Enoshima snorted, an utterly unladylike sound at odds with her appearance. "Oh, come on, sweetie, it's not like he's gonna go off the deep end over something that minor!"
"Minor?" His voice shook with so much rage that he hardly recognized it as his own. "You think trying to kill him was something minor?"
"Well, it was — what, like two whole days ago now?" She lifted a lazy hand before her mouth in a half-hearted attempt at covering an enormous yawn. "Old news."
"You —"
"You have a point." Kirigiri's calm declaration managed to drown out his furious snarl. "Naegi is alive, after all, and far better off than any of us expected after his experiences. Any anger or blame that we might have felt at his apparent death can be considered irrelevant now."
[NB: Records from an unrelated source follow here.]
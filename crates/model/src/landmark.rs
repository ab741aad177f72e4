//! Landmark types produced by an external pose/hand landmark provider.
//!
//! A landmark stream is stored as JSONL: one [`LandmarkFrame`] per line,
//! keyed by frame index. Lines starting with `#` are headers/comments.
//! Frames without a line, or with neither pose nor hands, mean "no detection".
//!
//! Indices follow the MediaPipe Pose (33 points) and Hands (21 points) layouts.
//! Occluded points may be `null`.

use std::str::FromStr;

use serde::{Deserialize, Serialize};

use crate::error::ModelError;
use crate::point::Point2D;

/// Body landmarks used by the arm measurements.
#[derive(Debug, Clone, Copy, PartialEq, Eq, Hash)]
pub enum PoseLandmark {
    LeftShoulder = 11,
    RightShoulder = 12,
    LeftElbow = 13,
    RightElbow = 14,
    LeftWrist = 15,
    RightWrist = 16,
    LeftHip = 23,
    RightHip = 24,
}

impl PoseLandmark {
    pub fn index(self) -> usize {
        self as usize
    }
}

/// Pose connections drawn on annotated frames.
pub const POSE_ARM_CONNECTIONS: [(PoseLandmark, PoseLandmark); 7] = [
    (PoseLandmark::LeftShoulder, PoseLandmark::RightShoulder),
    (PoseLandmark::LeftShoulder, PoseLandmark::LeftElbow),
    (PoseLandmark::LeftElbow, PoseLandmark::LeftWrist),
    (PoseLandmark::RightShoulder, PoseLandmark::RightElbow),
    (PoseLandmark::RightElbow, PoseLandmark::RightWrist),
    (PoseLandmark::LeftShoulder, PoseLandmark::LeftHip),
    (PoseLandmark::RightShoulder, PoseLandmark::RightHip),
];

/// Hand landmarks (MediaPipe Hands layout).
#[derive(Debug, Clone, Copy, PartialEq, Eq, Hash, Serialize, Deserialize)]
#[serde(rename_all = "snake_case")]
pub enum HandLandmark {
    Wrist = 0,
    ThumbCmc = 1,
    ThumbMcp = 2,
    ThumbIp = 3,
    ThumbTip = 4,
    IndexFingerMcp = 5,
    IndexFingerPip = 6,
    IndexFingerDip = 7,
    IndexFingerTip = 8,
    MiddleFingerMcp = 9,
    MiddleFingerPip = 10,
    MiddleFingerDip = 11,
    MiddleFingerTip = 12,
    RingFingerMcp = 13,
    RingFingerPip = 14,
    RingFingerDip = 15,
    RingFingerTip = 16,
    PinkyMcp = 17,
    PinkyPip = 18,
    PinkyDip = 19,
    PinkyTip = 20,
}

const HAND_LANDMARK_NAMES: [(&str, HandLandmark); 21] = [
    ("wrist", HandLandmark::Wrist),
    ("thumb_cmc", HandLandmark::ThumbCmc),
    ("thumb_mcp", HandLandmark::ThumbMcp),
    ("thumb_ip", HandLandmark::ThumbIp),
    ("thumb_tip", HandLandmark::ThumbTip),
    ("index_finger_mcp", HandLandmark::IndexFingerMcp),
    ("index_finger_pip", HandLandmark::IndexFingerPip),
    ("index_finger_dip", HandLandmark::IndexFingerDip),
    ("index_finger_tip", HandLandmark::IndexFingerTip),
    ("middle_finger_mcp", HandLandmark::MiddleFingerMcp),
    ("middle_finger_pip", HandLandmark::MiddleFingerPip),
    ("middle_finger_dip", HandLandmark::MiddleFingerDip),
    ("middle_finger_tip", HandLandmark::MiddleFingerTip),
    ("ring_finger_mcp", HandLandmark::RingFingerMcp),
    ("ring_finger_pip", HandLandmark::RingFingerPip),
    ("ring_finger_dip", HandLandmark::RingFingerDip),
    ("ring_finger_tip", HandLandmark::RingFingerTip),
    ("pinky_mcp", HandLandmark::PinkyMcp),
    ("pinky_pip", HandLandmark::PinkyPip),
    ("pinky_dip", HandLandmark::PinkyDip),
    ("pinky_tip", HandLandmark::PinkyTip),
];

impl HandLandmark {
    pub fn index(self) -> usize {
        self as usize
    }

    pub fn as_str(self) -> &'static str {
        HAND_LANDMARK_NAMES[self.index()].0
    }
}

impl FromStr for HandLandmark {
    type Err = ModelError;

    fn from_str(s: &str) -> Result<Self, Self::Err> {
        let wanted = s.trim().to_ascii_lowercase().replace('-', "_");
        HAND_LANDMARK_NAMES
            .iter()
            .find(|(name, _)| *name == wanted)
            .map(|(_, lm)| *lm)
            .ok_or_else(|| ModelError::UnknownLandmark {
                value: s.to_string(),
            })
    }
}

/// Hand skeleton connections drawn on annotated frames.
pub const HAND_CONNECTIONS: [(usize, usize); 21] = [
    (0, 1),
    (1, 2),
    (2, 3),
    (3, 4),
    (0, 5),
    (5, 6),
    (6, 7),
    (7, 8),
    (5, 9),
    (9, 10),
    (10, 11),
    (11, 12),
    (9, 13),
    (13, 14),
    (14, 15),
    (15, 16),
    (13, 17),
    (0, 17),
    (17, 18),
    (18, 19),
    (19, 20),
];

/// A single detected point in normalized coordinates.
#[derive(Debug, Clone, Copy, PartialEq, Serialize, Deserialize)]
pub struct Landmark {
    pub x: f64,
    pub y: f64,
    /// Relative depth; unused by the 2D measurements.
    #[serde(default)]
    pub z: f64,
    /// Provider visibility/presence score when available.
    #[serde(default, skip_serializing_if = "Option::is_none")]
    pub visibility: Option<f64>,
}

impl Landmark {
    pub fn new(x: f64, y: f64) -> Self {
        Self {
            x,
            y,
            z: 0.0,
            visibility: None,
        }
    }

    pub fn point(&self) -> Point2D {
        Point2D::new(self.x, self.y)
    }
}

/// Full-body pose landmarks for one frame, indexed by MediaPipe Pose index.
#[derive(Debug, Clone, PartialEq, Default, Serialize, Deserialize)]
#[serde(transparent)]
pub struct PoseLandmarks {
    pub points: Vec<Option<Landmark>>,
}

impl PoseLandmarks {
    pub fn new(points: Vec<Option<Landmark>>) -> Self {
        Self { points }
    }

    /// Position of a named landmark, `None` when occluded or out of range.
    pub fn get(&self, landmark: PoseLandmark) -> Option<Point2D> {
        self.points
            .get(landmark.index())
            .copied()
            .flatten()
            .map(|lm| lm.point())
            .filter(Point2D::is_finite)
    }

    /// Set a named landmark, growing the index table as needed.
    pub fn set(&mut self, landmark: PoseLandmark, point: Point2D) {
        let idx = landmark.index();
        if self.points.len() <= idx {
            self.points.resize(idx + 1, None);
        }
        self.points[idx] = Some(Landmark::new(point.x, point.y));
    }
}

/// Handedness label as reported by the provider.
#[derive(Debug, Clone, Copy, PartialEq, Eq, Hash, Serialize, Deserialize)]
pub enum Handedness {
    #[serde(alias = "left", alias = "LEFT")]
    Left,
    #[serde(alias = "right", alias = "RIGHT")]
    Right,
}

impl Handedness {
    /// The opposite label. Providers running on a user-facing camera report
    /// mirror-image handedness.
    pub fn mirrored(self) -> Self {
        match self {
            Self::Left => Self::Right,
            Self::Right => Self::Left,
        }
    }
}

/// One detected hand.
#[derive(Debug, Clone, PartialEq, Serialize, Deserialize)]
pub struct HandLandmarks {
    pub handedness: Handedness,
    /// Handedness classification score.
    #[serde(default)]
    pub score: f64,
    pub points: Vec<Option<Landmark>>,
}

impl HandLandmarks {
    pub fn new(handedness: Handedness, points: Vec<Option<Landmark>>) -> Self {
        Self {
            handedness,
            score: 1.0,
            points,
        }
    }

    /// Position of a hand landmark, `None` when occluded or out of range.
    pub fn get(&self, landmark: HandLandmark) -> Option<Point2D> {
        self.points
            .get(landmark.index())
            .copied()
            .flatten()
            .map(|lm| lm.point())
            .filter(Point2D::is_finite)
    }
}

/// Which landmark model a movement needs.
#[derive(Debug, Clone, Copy, PartialEq, Eq, Hash, Serialize, Deserialize)]
#[serde(rename_all = "snake_case")]
pub enum DetectionMode {
    Pose,
    Hands,
}

/// Everything the provider detected in one frame.
#[derive(Debug, Clone, PartialEq, Default, Serialize, Deserialize)]
pub struct LandmarkFrame {
    /// Zero-based frame index in the source video.
    pub frame: u64,

    #[serde(default, skip_serializing_if = "Option::is_none")]
    pub pose: Option<PoseLandmarks>,

    #[serde(default, skip_serializing_if = "Vec::is_empty")]
    pub hands: Vec<HandLandmarks>,
}

impl LandmarkFrame {
    /// A frame carrying only pose landmarks.
    pub fn with_pose(frame: u64, pose: PoseLandmarks) -> Self {
        Self {
            frame,
            pose: Some(pose),
            hands: vec![],
        }
    }

    /// A frame carrying only hands.
    pub fn with_hands(frame: u64, hands: Vec<HandLandmarks>) -> Self {
        Self {
            frame,
            pose: None,
            hands,
        }
    }

    /// Whether anything usable for `mode` was detected.
    pub fn has_detection(&self, mode: DetectionMode) -> bool {
        match mode {
            DetectionMode::Pose => self.pose.as_ref().is_some_and(|p| !p.points.is_empty()),
            DetectionMode::Hands => !self.hands.is_empty(),
        }
    }
}

/// Parse landmark frames from JSONL content (one JSON object per line).
pub fn parse_landmark_frames(jsonl: &str) -> Result<Vec<LandmarkFrame>, ModelError> {
    jsonl
        .lines()
        .enumerate()
        .map(|(i, line)| (i + 1, line.trim()))
        .filter(|(_, line)| !line.is_empty() && !line.starts_with('#'))
        .map(|(line_no, line)| {
            serde_json::from_str(line).map_err(|source| ModelError::ParseLine {
                line: line_no,
                source,
            })
        })
        .collect()
}

/// Serialize landmark frames to JSONL format.
pub fn serialize_landmark_frames(frames: &[LandmarkFrame]) -> Result<String, serde_json::Error> {
    let mut output = String::new();
    for frame in frames {
        output.push_str(&serde_json::to_string(frame)?);
        output.push('\n');
    }
    Ok(output)
}

#[cfg(test)]
mod tests {
    use super::*;

    #[test]
    fn test_parse_pose_line_with_occlusion() {
        let mut points = vec![None; 33];
        points[12] = Some(Landmark::new(0.5, 0.5));
        let frame = LandmarkFrame::with_pose(4, PoseLandmarks::new(points));
        let jsonl = format!("# header\n{}\n", serde_json::to_string(&frame).unwrap());

        let parsed = parse_landmark_frames(&jsonl).unwrap();
        assert_eq!(parsed.len(), 1);
        let pose = parsed[0].pose.as_ref().unwrap();
        assert_eq!(pose.get(PoseLandmark::RightShoulder), Some(Point2D::new(0.5, 0.5)));
        assert_eq!(pose.get(PoseLandmark::RightElbow), None);
        assert_eq!(pose.get(PoseLandmark::LeftShoulder), None);
    }

    #[test]
    fn test_parse_reports_line_number() {
        let jsonl = "{\"frame\":0}\n\n{\"frame\": oops}\n";
        let err = parse_landmark_frames(jsonl).unwrap_err();
        assert!(matches!(err, ModelError::ParseLine { line: 3, .. }));
    }

    #[test]
    fn test_handedness_accepts_provider_labels() {
        let raw = r#"{"frame":1,"hands":[{"handedness":"Left","score":0.97,"points":[]},{"handedness":"right","points":[]}]}"#;
        let frame: LandmarkFrame = serde_json::from_str(raw).unwrap();
        assert_eq!(frame.hands[0].handedness, Handedness::Left);
        assert_eq!(frame.hands[1].handedness, Handedness::Right);
        assert_eq!(frame.hands[1].score, 0.0);
        assert_eq!(Handedness::Left.mirrored(), Handedness::Right);
    }

    #[test]
    fn test_hand_landmark_names() {
        assert_eq!(
            "ring_finger_tip".parse::<HandLandmark>().unwrap(),
            HandLandmark::RingFingerTip
        );
        assert_eq!(
            "Index-Finger-Tip".parse::<HandLandmark>().unwrap(),
            HandLandmark::IndexFingerTip
        );
        assert!("sixth_finger".parse::<HandLandmark>().is_err());
        assert_eq!(HandLandmark::PinkyTip.as_str(), "pinky_tip");
        assert_eq!(HandLandmark::PinkyTip.index(), 20);
    }

    #[test]
    fn test_detection_presence_per_mode() {
        let empty = LandmarkFrame::default();
        assert!(!empty.has_detection(DetectionMode::Pose));
        assert!(!empty.has_detection(DetectionMode::Hands));

        let mut pose = PoseLandmarks::default();
        pose.set(PoseLandmark::LeftElbow, Point2D::new(0.2, 0.4));
        let frame = LandmarkFrame::with_pose(0, pose);
        assert!(frame.has_detection(DetectionMode::Pose));
        assert!(!frame.has_detection(DetectionMode::Hands));
    }

    #[test]
    fn test_jsonl_serialization_skips_absent_parts() {
        let frames = vec![LandmarkFrame {
            frame: 7,
            pose: None,
            hands: vec![],
        }];
        let jsonl = serialize_landmark_frames(&frames).unwrap();
        assert_eq!(jsonl, "{\"frame\":7}\n");
    }
}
He spun to transfer his outraged glare to her, but Kirigiri looked straight past him to fix her eyes on Makoto. And of course, of course Makoto sent her a smile back, for all the world as if he were relieved. "I knew you'd understand, Kyoko. Thank you."
Which was absurd — what had she done to deserve Makoto's gratitude other than be her usual cold and stone-faced self?
Except that apparently Makoto liked her, cold and calculating as she was. Makoto appreciated her icy reaction — and he'd tried to prevent Togami from directing his rage towards Enoshima.
Togami took a slow breath, focusing on the gentle warmth of Makoto's fingers on his wrist. As long as he could hold onto that feeling, the living proof that Makoto was here with him instead of dead and cold in the mastermind's lair, he could force his hatred of Enoshima back ever so slightly. The barrier might be weak and fragile, trembling with every knowing smirk that crossed Enoshima's obnoxiously made-up face, but it would be enough to hold. It would have to be.